**Task brief:** Copy every entry precisely.

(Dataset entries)
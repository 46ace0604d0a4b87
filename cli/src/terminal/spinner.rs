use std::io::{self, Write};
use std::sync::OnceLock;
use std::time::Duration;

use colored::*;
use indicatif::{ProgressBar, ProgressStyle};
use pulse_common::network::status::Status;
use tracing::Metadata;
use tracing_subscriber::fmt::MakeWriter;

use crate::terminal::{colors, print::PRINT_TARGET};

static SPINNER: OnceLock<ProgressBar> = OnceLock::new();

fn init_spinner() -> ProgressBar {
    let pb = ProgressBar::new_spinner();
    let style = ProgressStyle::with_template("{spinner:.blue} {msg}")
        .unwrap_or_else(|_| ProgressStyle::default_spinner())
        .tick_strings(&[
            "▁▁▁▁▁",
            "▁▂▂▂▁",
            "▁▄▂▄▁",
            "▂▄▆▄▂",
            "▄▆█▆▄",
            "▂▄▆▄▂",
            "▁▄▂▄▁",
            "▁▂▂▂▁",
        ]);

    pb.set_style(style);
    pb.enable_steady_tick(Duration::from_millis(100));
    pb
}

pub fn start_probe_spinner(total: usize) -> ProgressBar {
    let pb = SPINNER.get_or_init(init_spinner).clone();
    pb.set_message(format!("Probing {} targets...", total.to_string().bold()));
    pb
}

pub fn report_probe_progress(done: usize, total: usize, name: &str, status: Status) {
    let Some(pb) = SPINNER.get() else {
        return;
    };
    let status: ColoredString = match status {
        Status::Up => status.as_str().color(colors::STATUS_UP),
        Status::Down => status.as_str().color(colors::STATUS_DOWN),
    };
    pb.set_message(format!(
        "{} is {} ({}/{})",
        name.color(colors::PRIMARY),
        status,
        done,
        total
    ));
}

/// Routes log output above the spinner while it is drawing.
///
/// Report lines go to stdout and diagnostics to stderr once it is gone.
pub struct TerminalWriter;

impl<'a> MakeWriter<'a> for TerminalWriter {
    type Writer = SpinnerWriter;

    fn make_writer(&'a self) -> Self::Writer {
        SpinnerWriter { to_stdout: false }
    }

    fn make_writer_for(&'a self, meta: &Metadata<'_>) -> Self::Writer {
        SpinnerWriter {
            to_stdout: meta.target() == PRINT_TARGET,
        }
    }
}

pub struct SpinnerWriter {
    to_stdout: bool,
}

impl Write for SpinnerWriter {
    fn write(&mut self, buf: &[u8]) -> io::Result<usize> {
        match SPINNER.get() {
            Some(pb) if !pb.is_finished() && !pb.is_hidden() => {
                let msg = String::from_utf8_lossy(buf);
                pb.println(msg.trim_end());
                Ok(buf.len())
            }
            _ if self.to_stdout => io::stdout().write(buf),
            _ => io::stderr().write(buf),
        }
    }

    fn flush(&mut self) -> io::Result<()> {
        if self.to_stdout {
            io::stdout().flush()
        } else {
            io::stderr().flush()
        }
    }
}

**Exercise output:**
repository 46ace0604d0a4b87
filename cli/src/terminal/spinner.rs
use std::io::{self, Write};
use std::sync::OnceLock;
use std::time::Duration;

use colored::*;
use indicatif::{ProgressBar, ProgressStyle};
use pulse_common::network::status::Status;
use tracing::Metadata;
use tracing_subscriber::fmt::MakeWriter;

use crate::terminal::{colors, print::PRINT_TARGET};

static SPINNER: OnceLock<ProgressBar> = OnceLock::new();

fn init_spinner() -> ProgressBar {
    let pb = ProgressBar::new_spinner();
    let style = ProgressStyle::with_template("{spinner:.blue} {msg}")
        .unwrap_or_else(|_| ProgressStyle::default_spinner())
        .tick_strings(&[
            "▁▁▁▁▁",
            "▁▂▂▂▁",
            "▁▄▂▄▁",
            "▂▄▆▄▂",
            "▄▆█▆▄",
            "▂▄▆▄▂",
            "▁▄▂▄▁",
            "▁▂▂▂▁",
        ]);

    pb.set_style(style);
    pb.enable_steady_tick(Duration::from_millis(100));
    pb
}

pub fn start_probe_spinner(total: usize) -> ProgressBar {
    let pb = SPINNER.get_or_init(init_spinner).clone();
    pb.set_message(format!("Probing {} targets...", total.to_string().bold()));
    pb
}

pub fn report_probe_progress(done: usize, total: usize, name: &str, status: Status) {
    let Some(pb) = SPINNER.get() else {
        return;
    };
    let status: ColoredString = match status {
        Status::Up => status.as_str().color(colors::STATUS_UP),
        Status::Down => status.as_str().color(colors::STATUS_DOWN),
    };
    pb.set_message(format!(
        "{} is {} ({}/{})",
        name.color(colors::PRIMARY),
        status,
        done,
        total
    ));
}

/// Routes log output above the spinner while it is drawing.
///
/// Report lines go to stdout and diagnostics to stderr once it is gone.
pub struct TerminalWriter;

impl<'a> MakeWriter<'a> for TerminalWriter {
    type Writer = SpinnerWriter;

    fn make_writer(&'a self) -> Self::Writer {
        SpinnerWriter { to_stdout: false }
    }

    fn make_writer_for(&'a self, meta: &Metadata<'_>) -> Self::Writer {
        SpinnerWriter {
            to_stdout: meta.target() == PRINT_TARGET,
        }
    }
}

pub struct SpinnerWriter {
    to_stdout: bool,
}

impl Write for SpinnerWriter {
    fn write(&mut self, buf: &[u8]) -> io::Result<usize> {
        match SPINNER.get() {
            Some(pb) if !pb.is_finished() && !pb.is_hidden() => {
                let msg = String::from_utf8_lossy(buf);
                pb.println(msg.trim_end());
                Ok(buf.len())
            }
            _ if self.to_stdout => io::stdout().write(buf),
            _ => io::stderr().write(buf),
        }
    }

    fn flush(&mut self) -> io::Result<()> {
        if self.to_stdout {
            io::stdout().flush()
        } else {
            io::stderr().flush()
        }
    }
}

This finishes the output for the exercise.